The Technologies of Linux Containers & Docker
Unlike Virtual Machines, Container Engines such as Docker share a common OS (Image Credit – MSFT Azure)
Linux Containers are alike and yet different from virtual machines. They are alike in the sense that each Container shares system resources on the underlying hardware platform – CPU, RAM, and Network – as with VMs. However, while each VM maintains its separate copy of the Operating System (OS), containers share the same OS kernel while keeping themselves separate from other containers running on the same OS. How do they do that?
Though the terms ‘Docker’ and ‘Container’ have become almost synonymous – it needs to be noted that Docker is a company focused on developing technology enablement around containers in areas such as orchestration, networking, and management. Docker was an open source project (now renamed to Moby [1]) that provided capabilities such as a standard description of container formats, utilities for application packaging, deployment & lifecycle management of applications inside Linux Containers. It provides a Docker CLI command line tool for the lifecycle management of image-based containers.
Prior to the explosion of interest in Linux containers & the founding of Docker, traditional Linux distributions (with a minimum kernel level of 3.8) supported two foundational paradigms – control groups (cgroups) and kernel namespaces. Linux containers use both these features to achieve their goal of isolation and portability. Cgroups enables the host to limit the resources each container process can use from a CPU, Memory, Filesystem, User ID components and Network standpoint. This ensures that containers running on a host cannot starve others of resources thus avoiding the “Noisy Neighbor” problem that bedeviled a lot of cloud deployments.

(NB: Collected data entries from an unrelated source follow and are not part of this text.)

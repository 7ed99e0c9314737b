use actix_cors::Cors;
use actix_web::{error, http::StatusCode, middleware, web, App, HttpResponse, HttpServer};
use donor_match::config::Settings;
use donor_match::core::Matcher;
use donor_match::routes::{self, AppState, MatchingPolicy};
use donor_match::services::{CacheManager, LlmClient, Registry};
use std::sync::Arc;
use tracing::{error, info, warn};
use tracing_subscriber::EnvFilter;

/// JSON error response for JSON payload errors
#[derive(Debug, serde::Serialize)]
#[serde(rename_all = "camelCase")]
pub struct JsonError {
    pub error: String,
    pub message: String,
    pub status_code: u16,
}

impl std::fmt::Display for JsonError {
    fn fmt(&self, f: &mut std::fmt::Formatter<'_>) -> std::fmt::Result {
        write!(f, "{}: {}", self.error, self.message)
    }
}

impl std::error::Error for JsonError {}

impl error::ResponseError for JsonError {
    fn status_code(&self) -> StatusCode {
        StatusCode::from_u16(self.status_code).unwrap_or(StatusCode::BAD_REQUEST)
    }

    fn error_response(&self) -> HttpResponse {
        HttpResponse::build(self.status_code()).json(self)
    }
}

/// Handle JSON payload errors
pub fn handle_json_payload_error(err: error::JsonPayloadError, req: &actix_web::HttpRequest) -> actix_web::Error {
    tracing::info!("JSON payload error on {}: {}", req.path(), err);
    JsonError {
        error: "invalid_json".to_string(),
        message: format!("Invalid JSON: {}", err),
        status_code: 400,
    }
    .into()
}

/// Handle query payload errors
pub fn handle_query_payload_error(err: error::QueryPayloadError, _req: &actix_web::HttpRequest) -> actix_web::Error {
    JsonError {
        error: "invalid_query".to_string(),
        message: format!("Invalid query: {}", err),
        status_code: 400,
    }
    .into()
}

/// Handle path parameter errors (e.g. a malformed UUID)
pub fn handle_path_error(err: error::PathError, _req: &actix_web::HttpRequest) -> actix_web::Error {
    JsonError {
        error: "invalid_path".to_string(),
        message: format!("Invalid path parameter: {}", err),
        status_code: 400,
    }
    .into()
}

#[actix_web::main]
async fn main() -> std::io::Result<()> {
    // Load .env file if present
    dotenv::dotenv().ok();

    // Load configuration before logging so the file can set the level.
    // DONOR_MATCH_CONFIG points at an explicit file instead of config/.
    let settings = match std::env::var("DONOR_MATCH_CONFIG") {
        Ok(path) => Settings::load_from(path),
        Err(_) => Settings::load(),
    };

    let (log_level, log_format) = match &settings {
        Ok(s) => (s.logging.level.clone(), s.logging.format.clone()),
        Err(_) => ("info".to_string(), "json".to_string()),
    };
    let log_level = std::env::var("LOG_LEVEL").unwrap_or(log_level);
    let log_format = std::env::var("LOG_FORMAT").unwrap_or(log_format);

    let subscriber = tracing_subscriber::fmt()
        .with_env_filter(EnvFilter::try_from_default_env().unwrap_or_else(|_| EnvFilter::new(&log_level)))
        .with_target(false)
        .with_level(true);

    if log_format == "pretty" {
        subscriber.pretty().init();
    } else {
        subscriber.init();
    }

    info!("Starting donor matching service...");

    let settings = settings.map_err(|e| {
        error!("Failed to load configuration: {}", e);
        std::io::Error::new(std::io::ErrorKind::InvalidInput, format!("Configuration error: {}", e))
    })?;

    info!("Configuration loaded successfully");

    // Initialize LLM client (AI routes report a setup error when no key is set)
    let llm = LlmClient::new(
        settings.llm.endpoint.clone(),
        settings.llm.api_key.clone(),
        settings.llm.model.clone(),
        settings.llm.timeout_secs.unwrap_or(30),
    )
    .map_err(|e| {
        error!("Failed to create LLM client: {}", e);
        std::io::Error::new(std::io::ErrorKind::Other, e.to_string())
    })?;

    if llm.is_configured() {
        info!("LLM client initialized (model: {})", llm.model());
    } else {
        warn!("No LLM API key configured, AI routes will return a setup error");
    }

    // Initialize match cache
    let cache_ttl = settings.cache.ttl_secs.unwrap_or(300);
    let l1_cache_size = settings.cache.l1_cache_size.unwrap_or(1000);
    let cache = Arc::new(CacheManager::new(l1_cache_size, cache_ttl));

    info!("Cache manager initialized ({} entries, TTL: {}s)", l1_cache_size, cache_ttl);

    // Initialize matcher with configured weights
    let weights = settings.scoring_weights();
    let matcher = Matcher::new(weights);
    let policy = MatchingPolicy::from(&settings.matching);

    info!("Matcher initialized with weights: {:?}, policy: {:?}", weights, policy);

    let app_state = AppState {
        registry: Arc::new(Registry::new()),
        cache,
        llm: Arc::new(llm),
        matcher,
        policy,
    };

    // Configure HTTP server
    let host = settings.server.host.clone();
    let port = settings.server.port;
    let workers = settings.server.workers.unwrap_or(4);

    info!("Starting HTTP server on {}:{}", host, port);

    HttpServer::new(move || {
        let cors = Cors::permissive();

        App::new()
            .app_data(web::Data::new(app_state.clone()))
            .app_data(web::JsonConfig::default().error_handler(handle_json_payload_error))
            .app_data(web::QueryConfig::default().error_handler(handle_query_payload_error))
            .app_data(web::PathConfig::default().error_handler(handle_path_error))
            .wrap(cors)
            .wrap(middleware::Logger::default())
            .wrap(middleware::Compress::default())
            .configure(routes::configure_routes)
    })
    .workers(workers)
    .bind((host, port))?
    .run()
    .await
}
use crate::models::BloodType::{self, *};

impl BloodType {
    /// Recipient groups this donor group may give red cells to
    pub fn recipients(&self) -> &'static [BloodType] {
        match self {
            ONeg => &[ONeg, OPos, ANeg, APos, BNeg, BPos, AbNeg, AbPos],
            OPos => &[OPos, APos, BPos, AbPos],
            ANeg => &[ANeg, APos, AbNeg, AbPos],
            APos => &[APos, AbPos],
            BNeg => &[BNeg, BPos, AbNeg, AbPos],
            BPos => &[BPos, AbPos],
            AbNeg => &[AbNeg, AbPos],
            AbPos => &[AbPos],
        }
    }

    #[inline]
    pub fn can_donate_to(&self, recipient: BloodType) -> bool {
        self.recipients().contains(&recipient)
    }
}

/// Check whether a donor's blood group may be transfused into a recipient
///
/// Both sides are raw strings as stored on donor and request records.
/// Anything that does not parse as one of the eight ABO/Rh groups is
/// treated as incompatible.
#[inline]
pub fn is_compatible_blood_group(donor_type: &str, recipient_type: &str) -> bool {
    match (donor_type.parse::<BloodType>(), recipient_type.parse::<BloodType>()) {
        (Ok(donor), Ok(recipient)) => donor.can_donate_to(recipient),
        _ => false,
    }
}

#[cfg(test)]
mod tests {
    use super::*;

    #[test]
    fn test_universal_donor_and_recipient() {
        for bt in BloodType::ALL {
            assert!(ONeg.can_donate_to(bt), "O- should donate to {}", bt);
            assert!(bt.can_donate_to(AbPos), "{} should donate to AB+", bt);
        }
    }

    #[test]
    fn test_rh_positive_never_gives_to_rh_negative() {
        for donor in BloodType::ALL.iter().filter(|b| !b.is_rh_negative()) {
            for recipient in BloodType::ALL.iter().filter(|b| b.is_rh_negative()) {
                assert!(!donor.can_donate_to(*recipient), "{} -> {}", donor, recipient);
            }
        }
    }

    #[test]
    fn test_string_lookup() {
        assert!(is_compatible_blood_group("O-", "AB+"));
        assert!(!is_compatible_blood_group("AB+", "O-"));
        assert!(is_compatible_blood_group("A+", "A+"));
        assert!(is_compatible_blood_group("b-", "AB-"));
    }

    #[test]
    fn test_malformed_fails_closed() {
        assert!(!is_compatible_blood_group("", "A+"));
        assert!(!is_compatible_blood_group("O-", "unknown"));
        assert!(!is_compatible_blood_group("X+", "X+"));
    }

    #[test]
    fn test_every_type_gives_to_itself() {
        for bt in BloodType::ALL {
            assert!(bt.can_donate_to(bt));
        }
    }
}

Kernel Namespaces ensure another kind of isolation for process interactions within the OS. Containers can only view and modify resources in the same namespace. This ensures a security mechanism where other containers and processes on the host cannot launch attacks on a given application running on a tenant container or on the host itself. Thus the combination of both these technologies ensures that multiple applications running within their individual containers can share CPU and Memory without needing the overhead of virtualization. Docker also grants each container its own networking implementation thus ensuring that resources such as socket and interfaces can also be protected.
Companies including Red Hat, IBM, Google, Cisco, VMware, and CoreOS have greatly aided with the development of and accessibility of containers in their platforms and products.
Layered Filesystems..
We discussed how Container Images are Immutable. This is the key advantage of using container technology such as Docker & is made possible by the notion of a Union filesystem. What are Union filesystems and how do they enforce immutability? Much like the image in a Virtual Machine sense, Containers also run from an image, which typically are a snapshot of a filesystem but tend to be much smaller than VM images since the Container is installed on a host kernel.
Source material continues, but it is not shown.